CalSTRS, the state’s teacher pension fund, began actively exploring divestment on July 20, “after the Trump administration’s zero tolerance policy for border crossing led to the separation of children from their parents,” the release said. Many of those immigrants have been held in private detention centers.

CalSTRS staff then visited prisons and met with operators before releasing a report that did not take a position on divestment, but found it would not have a significant financial impact on the fund’s portfolio.

“Like our members, staff was affected by the headlines and images of family separations and…bothered by the possibility that CalSTRS’ investments were supporting those actions,” the report said.

Berkeley High School history teacher Angela Coppola first raised concerns about the fund’s investments to her colleagues and CalSTRS in June, right after school closed for the summer, she said. Coppola was about to get on a plane to spend the summer on the East Coast when she saw a tweet from human rights lawyer Emily Claire Goldman that laid out where public retirement funds were invested.

Coppola spent an hour on the phone with a CalSTRS staffer that day.

“I earn my income by caring for the children of the state, and the pension is using my money to abuse the children of the state,” Coppola said. “Children from these camps will end up in our classrooms” and teachers will be tasked with “trying to undo the trauma.”

The discovery led around 90 Berkeley teachers, as well as Berkeley Federation of Teachers President Cathy Campbell, to sign a letter written by BHS math teacher Masha Albrecht, demanding CalSTRS and CalPERS, the classified staff fund, divest their retirement money.

The teachers called for divestment from CoreCivic and GEO Group, as well as General Dynamics.

General Dynamics is a defense contractor that played a role overseeing migrant children separated from their families and in the reunification process. In a report, CalSTRS staff said they determined the company was not involved in the “physical detention” of the children and that it does not make most of its money doing business related to prisons, unlike CoreCivic and GEO Group.

CalSTRS has divested teacher retirement money from two private prisons. Berkeley teachers have been advocating for the move. Photo: Courtesy Josh Austin

Some of the Berkeley teachers then linked up with Goldman and the California Federation of Teachers, and met privately with CalSTRS staff in Sacramento on July 20, just before a board meeting where they presented their letter.

Meanwhile, a former community college professor in the South Bay had begun a parallel effort, teachers said.

“A lot happened in a short time,” said BHS special education teacher Josh Austin, who created a second petition with Goldman after the meeting. That petition had collected around 270 signatures by Wednesday’s board meeting, but the teachers still did not anticipate the outcome of the vote.

Austin felt “shock and disbelief and elation” when the board decided to divest, he said.

Goldman, whose organization, Educators for Migrant Justice, is beginning to work on similar campaigns across the country, said CalSTRS was strategically selected as “the first target.”

“CalSTRS has a reputation as a leader in responsible investing,” the lawyer said. “In order to maintain that, it needs to respond to these sorts of issues. I could not be happier with the decision.”
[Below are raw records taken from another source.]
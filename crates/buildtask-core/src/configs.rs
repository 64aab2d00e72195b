use serde::Deserialize;

/// Settings the Job renderer needs beyond the BuildTask itself.
#[derive(Deserialize, Clone, Debug, PartialEq)]
pub struct RenderConfig {
    #[serde(default = "buildah_image_default")]
    pub buildah_image: String,
    #[serde(default = "git_image_default")]
    pub git_image: String,
    #[serde(default = "s3_image_default")]
    pub s3_image: String,
    /// Used when the spec leaves `backoffLimit` unset.
    #[serde(default = "backoff_limit_default")]
    pub default_backoff_limit: i32,
    #[serde(default = "storage_driver_default")]
    pub default_storage_driver: String,
    /// uid/gid the build Pod runs as.
    #[serde(default = "run_as_user_default")]
    pub run_as_user: i64,
    /// Home of `run_as_user` in the buildah image; storage lives below it.
    #[serde(default = "build_home_default")]
    pub build_home: String,
}

impl Default for RenderConfig {
    fn default() -> Self {
        Self {
            buildah_image: buildah_image_default(),
            git_image: git_image_default(),
            s3_image: s3_image_default(),
            default_backoff_limit: backoff_limit_default(),
            default_storage_driver: storage_driver_default(),
            run_as_user: run_as_user_default(),
            build_home: build_home_default(),
        }
    }
}

fn buildah_image_default() -> String {
    String::from("quay.io/buildah/stable:v1.37")
}

fn git_image_default() -> String {
    String::from("alpine/git:2.45.2")
}

fn s3_image_default() -> String {
    String::from("amazon/aws-cli:2.17.0")
}

fn backoff_limit_default() -> i32 {
    2
}

fn storage_driver_default() -> String {
    String::from("vfs")
}

fn run_as_user_default() -> i64 {
    1000
}

fn build_home_default() -> String {
    String::from("/home/build")
}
Goldman said she doesn’t believe the pension fund would have made the decision to divest without “this huge advocacy push.”

Michelle Mussuto, CalSTRS spokeswoman, said the choice to divest was based on the staff report and the fund’s policies. CalSTRS has written investment principles relating to the risk associated with investments as well as the ethics and practices of the companies it invests in.

“While board members did receive feedback from teachers, their decision was not based on teacher advocacy, but on their duties as fiduciaries to the Fund,” Mussuto wrote in an email to Berkeleyside.

While teachers in Berkeley, as well as the California Federation of Teachers, are celebrating the divestment, some are eager to continue the advocacy work.

“It’s a victory to have divested, but there are still children separated from their parents,” Coppola said.